This leads me to the weekends.

I typically need to use Saturday to clean, organize and to wade through the laundry pile because HOLY CRAP does my husband get a lot of clothes dirty. I swear I wash five of his things for every one of mine. Then there are always annoying errands like GROCERY SHOPPING to do, and before I know it, my Saturday is gone.

Now, for Sunday. Oui, Sunday. Being a member of the LDS Church, we are asked to keep the Sabbath day holy which means that we try our best not to do any hard work, shopping, eating out, etc. on Sunday. And we spend three hours in church. Oh and my church is 30 miles away so add an extra hour there.
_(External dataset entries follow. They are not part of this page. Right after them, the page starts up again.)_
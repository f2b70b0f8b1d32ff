// SPDX-FileCopyrightText: 2026 Taskgate Contributors
// SPDX-License-Identifier: MIT OR Apache-2.0

//! Configuration loader using Figment for layered config merging.
//!
//! Supports XDG hierarchy: `./taskgate.toml` > `~/.config/taskgate/taskgate.toml`
//! > `/etc/taskgate/taskgate.toml` with environment variable overrides via
//! the `TASKGATE_` prefix.

#![allow(clippy::result_large_err)] // figment::Error is external and cannot be boxed without wrapper

use std::path::Path;

use figment::{
    providers::{Env, Format, Serialized, Toml},
    Figment,
};

use crate::model::TaskGateConfig;

/// Load configuration from the standard XDG hierarchy with env var overrides.
///
/// Merge order (later overrides earlier):
/// 1. Compiled defaults
/// 2. `/etc/taskgate/taskgate.toml` (system-wide)
/// 3. `~/.config/taskgate/taskgate.toml` (user XDG config)
/// 4. `./taskgate.toml` (local directory)
/// 5. `TASKGATE_*` environment variables
pub fn load_config() -> Result<TaskGateConfig, figment::Error> {
    Figment::new()
        .merge(Serialized::defaults(TaskGateConfig::default()))
        .merge(Toml::file("/etc/taskgate/taskgate.toml"))
        .merge(Toml::file(
            dirs::config_dir()
                .map(|d| d.join("taskgate/taskgate.toml"))
                .unwrap_or_default(),
        ))
        .merge(Toml::file("taskgate.toml"))
        .merge(env_provider())
        .extract()
}

/// Load configuration from a TOML string only (no XDG lookup).
///
/// Used for testing and for callers that already hold the TOML text.
pub fn load_config_from_str(toml_content: &str) -> Result<TaskGateConfig, figment::Error> {
    Figment::new()
        .merge(Serialized::defaults(TaskGateConfig::default()))
        .merge(Toml::string(toml_content))
        .extract()
}

/// Load configuration from a specific file path with env var overrides.
pub fn load_config_from_path(path: &Path) -> Result<TaskGateConfig, figment::Error> {
    Figment::new()
        .merge(Serialized::defaults(TaskGateConfig::default()))
        .merge(Toml::file(path))
        .merge(env_provider())
        .extract()
}

/// Create the environment variable provider using explicit `map()` for
/// section-to-dot mapping.
///
/// Uses `Env::map()` rather than `Env::split("_")` to avoid ambiguity with
/// underscore-containing key names: `TASKGATE_TELEGRAM_BOT_TOKEN` must map
/// to `telegram.bot_token`, not `telegram.bot.token`.
fn env_provider() -> Env {
    Env::prefixed("TASKGATE_").map(|key| {
        let key_str = key.as_str();
        let mapped = key_str
            .replacen("agent_", "agent.", 1)
            .replacen("telegram_", "telegram.", 1)
            .replacen("remote_", "remote.", 1)
            .replacen("cache_", "cache.", 1)
            .replacen("routing_", "routing.", 1);
        mapped.into()
    })
}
I’m not complaining (ok I sort of am but not loud annoying complaining) because I usually enjoy church and have friends there, and being forced to take it easy isn’t a bad thing, but it’s hard sometimes because I feel like most people have two days at the end of their week to do some playing and some chores and stuff, and I feel a little slighted and like I only have one. Now, don’t get me wrong, I love my religion and wouldn’t trade it for anything but I am sort of making a plea for shortened church for those of us with A.D.D. or who are just easily distracted . . . it’s not going to happen, but a girl can dream, right?

Now, add in my work travel and I have pretty much just summed up my entire life for you. Do you see time for vacuuming? Decorating? Working on projects? Joining a book club? WRITING ON MY BLOG? Nope. Not there.

I’m a slightly overweight version of myself trying to figure out how to do it all. Which brings me back to the beginning sentence. I honestly don’t know how people do it. How do you add kids and still work out and keep house and help them with their homework and play with them and all that stuff? How do you decorate your homes so beautifully and still find time to make curtains and do crafts? HOW DO YOU DO IT?

I realize I’m asking the same question women have been asking forever. I realize there’s no absolute answer. I just have all these things I long to do. I look in the mirror and I am sad because my outsides don’t match my insides. I want to fit back into the clothes I’ve saved because I know I can be that skinny again. I want to find time to work out enough that I begin to really enjoy it. I want to cook a great meal every day. I want my home to be beautiful and representative of Matt and I. I want so many things and I’m just not sure how to get them without giving up other things that are important to me.

So seriously, I know you SuperGirls are out there. I read about your lives and I’m mostly inspired, but today I beg you to share your secret with me. I promise not to tell anyone else J.

Loves of My Life

January 21st, 2009 by Kateastrophe

WARNING:  THIS MIGHT BE THE LONGEST POST EVER.  Seriously. 

So, I’m a Mormon, right?  And I’m 28 (woah).  And my husband is 33 (with a beautiful baby face that makes him look not a day over 25.  Jerk.).  We’ve been married for almost four years.  And we (shhhhh) don’t have any kids.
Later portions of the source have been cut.